Start of Block
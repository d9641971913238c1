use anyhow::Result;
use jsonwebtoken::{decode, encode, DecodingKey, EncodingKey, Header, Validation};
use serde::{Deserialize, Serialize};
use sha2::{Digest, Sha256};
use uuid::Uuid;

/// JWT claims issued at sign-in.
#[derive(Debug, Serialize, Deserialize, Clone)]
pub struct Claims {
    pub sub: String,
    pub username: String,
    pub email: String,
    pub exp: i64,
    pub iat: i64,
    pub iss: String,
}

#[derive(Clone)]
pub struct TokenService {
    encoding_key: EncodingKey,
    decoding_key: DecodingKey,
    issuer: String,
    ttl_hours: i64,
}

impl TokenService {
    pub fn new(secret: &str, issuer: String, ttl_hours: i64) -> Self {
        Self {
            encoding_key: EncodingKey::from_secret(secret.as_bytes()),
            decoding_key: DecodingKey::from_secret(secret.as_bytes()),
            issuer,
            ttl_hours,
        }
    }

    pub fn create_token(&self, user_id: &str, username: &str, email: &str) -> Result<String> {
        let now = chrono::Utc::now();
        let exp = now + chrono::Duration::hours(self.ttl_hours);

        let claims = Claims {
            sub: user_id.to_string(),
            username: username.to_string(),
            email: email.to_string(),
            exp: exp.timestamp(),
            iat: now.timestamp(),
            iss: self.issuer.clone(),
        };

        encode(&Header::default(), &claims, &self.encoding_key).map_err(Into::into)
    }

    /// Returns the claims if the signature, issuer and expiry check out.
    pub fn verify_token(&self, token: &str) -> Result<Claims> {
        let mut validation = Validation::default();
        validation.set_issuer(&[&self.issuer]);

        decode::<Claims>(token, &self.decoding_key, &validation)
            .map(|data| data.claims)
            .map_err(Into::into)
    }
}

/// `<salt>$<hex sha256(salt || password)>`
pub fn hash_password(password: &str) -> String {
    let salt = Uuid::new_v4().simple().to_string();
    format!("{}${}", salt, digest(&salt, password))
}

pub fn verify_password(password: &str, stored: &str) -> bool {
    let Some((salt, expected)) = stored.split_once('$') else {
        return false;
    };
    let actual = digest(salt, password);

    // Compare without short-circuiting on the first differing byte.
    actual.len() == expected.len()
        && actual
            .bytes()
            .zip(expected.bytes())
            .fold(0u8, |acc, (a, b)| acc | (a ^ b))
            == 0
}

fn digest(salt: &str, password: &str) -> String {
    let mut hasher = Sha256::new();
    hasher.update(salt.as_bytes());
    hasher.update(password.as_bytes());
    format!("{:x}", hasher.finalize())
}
End of Block
Start of Block
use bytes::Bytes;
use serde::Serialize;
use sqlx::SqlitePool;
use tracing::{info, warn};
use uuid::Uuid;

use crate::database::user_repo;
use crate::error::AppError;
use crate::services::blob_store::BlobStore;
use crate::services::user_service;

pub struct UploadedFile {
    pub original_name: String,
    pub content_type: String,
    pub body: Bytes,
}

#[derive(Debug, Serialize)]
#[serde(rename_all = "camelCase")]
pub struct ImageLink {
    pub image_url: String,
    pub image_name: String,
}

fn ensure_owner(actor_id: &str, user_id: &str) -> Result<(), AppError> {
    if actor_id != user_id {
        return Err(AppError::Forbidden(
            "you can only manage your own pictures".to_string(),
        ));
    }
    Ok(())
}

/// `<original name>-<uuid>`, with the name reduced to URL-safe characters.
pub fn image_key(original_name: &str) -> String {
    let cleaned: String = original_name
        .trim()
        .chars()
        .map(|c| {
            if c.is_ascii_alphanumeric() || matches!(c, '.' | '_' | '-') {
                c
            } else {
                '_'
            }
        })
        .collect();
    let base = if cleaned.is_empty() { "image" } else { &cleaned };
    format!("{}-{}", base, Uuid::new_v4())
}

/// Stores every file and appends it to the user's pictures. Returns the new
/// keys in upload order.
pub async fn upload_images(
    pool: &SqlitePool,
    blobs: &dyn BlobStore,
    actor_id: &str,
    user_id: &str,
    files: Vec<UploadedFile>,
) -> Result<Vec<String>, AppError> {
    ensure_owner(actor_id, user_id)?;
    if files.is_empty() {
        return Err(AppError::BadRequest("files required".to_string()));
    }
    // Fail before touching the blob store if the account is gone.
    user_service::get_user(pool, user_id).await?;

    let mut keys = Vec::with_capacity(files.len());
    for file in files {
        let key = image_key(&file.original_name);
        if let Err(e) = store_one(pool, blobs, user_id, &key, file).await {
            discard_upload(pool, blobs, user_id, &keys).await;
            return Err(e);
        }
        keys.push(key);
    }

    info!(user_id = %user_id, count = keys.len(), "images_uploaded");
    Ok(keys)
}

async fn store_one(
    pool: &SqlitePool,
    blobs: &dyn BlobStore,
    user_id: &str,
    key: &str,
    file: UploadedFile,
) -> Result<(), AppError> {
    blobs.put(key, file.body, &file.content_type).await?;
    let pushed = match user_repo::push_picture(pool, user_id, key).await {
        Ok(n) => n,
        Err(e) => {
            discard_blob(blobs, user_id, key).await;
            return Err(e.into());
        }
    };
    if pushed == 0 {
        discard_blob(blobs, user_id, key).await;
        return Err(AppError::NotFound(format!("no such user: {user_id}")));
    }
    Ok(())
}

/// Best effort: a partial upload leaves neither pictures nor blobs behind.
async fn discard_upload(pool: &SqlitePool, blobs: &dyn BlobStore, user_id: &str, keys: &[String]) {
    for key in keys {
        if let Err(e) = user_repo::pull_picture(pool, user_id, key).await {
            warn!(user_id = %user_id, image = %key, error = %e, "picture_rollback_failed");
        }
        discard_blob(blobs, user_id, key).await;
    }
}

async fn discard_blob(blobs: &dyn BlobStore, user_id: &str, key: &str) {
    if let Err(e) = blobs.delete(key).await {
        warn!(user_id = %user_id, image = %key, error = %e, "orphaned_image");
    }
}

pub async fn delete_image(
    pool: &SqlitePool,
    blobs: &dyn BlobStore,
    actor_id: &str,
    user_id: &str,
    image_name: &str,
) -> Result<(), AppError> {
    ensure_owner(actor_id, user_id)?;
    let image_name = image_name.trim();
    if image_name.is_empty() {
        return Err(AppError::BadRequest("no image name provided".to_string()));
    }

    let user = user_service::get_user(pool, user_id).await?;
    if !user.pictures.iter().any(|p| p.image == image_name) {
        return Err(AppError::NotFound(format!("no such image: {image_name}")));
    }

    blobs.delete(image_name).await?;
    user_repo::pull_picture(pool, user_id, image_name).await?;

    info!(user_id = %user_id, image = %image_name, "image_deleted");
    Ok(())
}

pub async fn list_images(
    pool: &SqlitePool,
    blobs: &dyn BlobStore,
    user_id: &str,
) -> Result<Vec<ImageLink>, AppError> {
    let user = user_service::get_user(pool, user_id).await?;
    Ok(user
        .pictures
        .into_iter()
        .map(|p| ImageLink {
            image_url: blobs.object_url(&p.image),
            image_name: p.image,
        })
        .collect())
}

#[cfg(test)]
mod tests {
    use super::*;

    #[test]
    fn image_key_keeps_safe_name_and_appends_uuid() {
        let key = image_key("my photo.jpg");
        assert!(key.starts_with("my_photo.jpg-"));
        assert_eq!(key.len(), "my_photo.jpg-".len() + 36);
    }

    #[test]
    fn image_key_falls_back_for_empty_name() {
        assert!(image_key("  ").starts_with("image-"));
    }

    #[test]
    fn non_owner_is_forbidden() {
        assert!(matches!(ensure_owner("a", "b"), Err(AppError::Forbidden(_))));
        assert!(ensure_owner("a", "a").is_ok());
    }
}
End of Block
> **REQUIRED ACTION**:
The number of lines in the listing above that contain "Deserialize" is all that should be stated.

> **ANSWER TO THIS EXERCISE**:
2